[Python-ideas] Make "is" checks on non-singleton literals errors
Guido van Rossum
guido at python.org
Tue Oct 9 23:38:19 CEST 2012
On Tue, Oct 9, 2012 at 2:32 PM, Devin Jeanpierre <jeanpierreda at gmail.com> wrote:
> On Mon, Oct 8, 2012 at 10:14 PM, Guido van Rossum <guido at python.org> wrote:
>> Maybe we should do something more drastic and always create a new,
>> unique constant whenever a literal occurs as an argument of 'is' or
>> 'is not'? Then such code would never work, leading people to examine
>> their code more closely. I betcha we have people who could change the
>> bytecode compiler easily enough to do that. (I'm not seriously
>> proposing this, except as a threat of what we could do if the
>> SyntaxWarning is rejected. :-)
>
> Is this any better than making `x is 0` raise a TypeError with a
> message about what's wrong (as suggested by Mike Graham)?
>
> In both cases, `x is 0` is basically worthless, but at least if it
> raises an exception people can understand what "went wrong", because
> of the error message that comes with the exception.

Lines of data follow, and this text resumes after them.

use std::sync::Arc;

use plainhttp::app;
use plainhttp::config::Config;
use plainhttp::server;

#[tokio::main(flavor = "current_thread")]
async fn main() -> anyhow::Result<()> {
    tracing_subscriber::fmt()
        .with_target(false)
        .with_level(true)
        .init();

    let cfg = Config::load()?;
    let router = Arc::new(app::router());

    tokio::select! {
        res = server::listener::run(&cfg, router) => {
            res?;
        }

        _ = tokio::signal::ctrl_c() => {
            tracing::info!("Shutdown signal received");
        }
    }

    Ok(())
}
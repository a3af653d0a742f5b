//! Demonstration routes
//!
//! The compiled-in surface the binary serves: a welcome document, a plain
//! text greeting, request echoing and a cookie round trip.

use serde_json::json;

use crate::server::router::Router;

pub const SESSION_COOKIE: &str = "session=abc123";

pub fn router() -> Router {
    let mut router = Router::new();

    router
        .get("/", |_req, res| {
            Ok(res.json(&json!({
                "message": "Welcome to the HTTP/1.0 server!",
                "endpoints": [
                    "GET /",
                    "GET /hello",
                    "GET /echo",
                    "POST /echo",
                    "GET /cookie/set",
                    "GET /cookie/get",
                ],
            }))?)
        })
        .get("/hello", |_req, res| Ok(res.text("Hello, World!")))
        .get("/echo", |req, res| {
            Ok(res.json(&json!({
                "method": req.method,
                "path": req.path,
                "version": req.version,
                "headers": req.headers,
            }))?)
        })
        .post("/echo", |req, res| {
            Ok(res.json(&json!({
                "method": req.method,
                "path": req.path,
                "body": req.body,
                "headers": req.headers,
            }))?)
        })
        .get("/cookie/set", |_req, res| {
            Ok(res
                .header("Set-Cookie", format!("{SESSION_COOKIE}; Path=/"))
                .json(&json!({
                    "message": "Cookie set",
                    "cookie": SESSION_COOKIE,
                }))?)
        })
        .get("/cookie/get", |req, res| {
            Ok(res.json(&json!({
                "message": "Received cookies",
                "cookies": req.cookies,
            }))?)
        });

    router
}
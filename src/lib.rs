//! plainhttp - HTTP/1.0 over raw TCP
//!
//! Request parsing, response building, exact-path routing and the
//! connection loop, plus the demonstration routes served by the binary.

pub mod app;
pub mod config;
pub mod http;
pub mod server;
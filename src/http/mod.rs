//! HTTP/1.0 protocol implementation.
//!
//! Each connection carries exactly one request and one response; the server
//! closes the connection after writing.
//!
//! # Architecture
//!
//! - **`connection`**: Per-connection state machine driving read, dispatch and write
//! - **`parser`**: Turns received text into a [`request::Request`], tolerating malformed input
//! - **`request`**: Parsed request representation and accessors
//! - **`response`**: Chainable response builder
//! - **`writer`**: Serializes responses and writes them to the client
//!
//! # Connection State Machine
//!
//! ```text
//!        ┌─────────────┐
//!        │   Reading   │ ← Single read of the request text
//!        └──────┬──────┘
//!               │ Request parsed (empty read → Closed)
//!               ▼
//!        ┌──────────────────┐
//!        │   Processing     │ ← Router produces the response
//!        └──────┬───────────┘
//!               │ Response ready
//!               ▼
//!        ┌──────────────────┐
//!        │    Writing       │ ← Send response, shut down write side
//!        └──────┬───────────┘
//!               ▼
//!            Closed
//! ```
//!
//! # Example
//!
//! ```ignore
//! use std::sync::Arc;
//! use plainhttp::http::connection::Connection;
//! use plainhttp::server::Router;
//! use tokio::net::TcpListener;
//!
//! #[tokio::main]
//! async fn main() -> anyhow::Result<()> {
//!     let mut router = Router::new();
//!     router.get("/hello", |_req, res| Ok(res.text("Hello, World!")));
//!     let router = Arc::new(router);
//!
//!     let listener = TcpListener::bind("127.0.0.1:8080").await?;
//!     loop {
//!         let (socket, _addr) = listener.accept().await?;
//!         let router = Arc::clone(&router);
//!         tokio::spawn(async move {
//!             let mut conn = Connection::new(socket, router);
//!             if let Err(e) = conn.run().await {
//!                 eprintln!("Connection error: {}", e);
//!             }
//!         });
//!     }
//! }
//! ```

pub mod request;
pub mod response;
pub mod parser;
pub mod connection;
pub mod writer;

But it's not a runtime error. It should depend on whether a literal is
used in the source code, not whether the argument is an int. (There
are tons of situations where it makes sense to dynamically compare two
objects that may happen to be ints using 'is' -- just not when it's a
literal.)
So I claim that it should be a message produced during compilation --
or by a lint-like tool, as others have argued.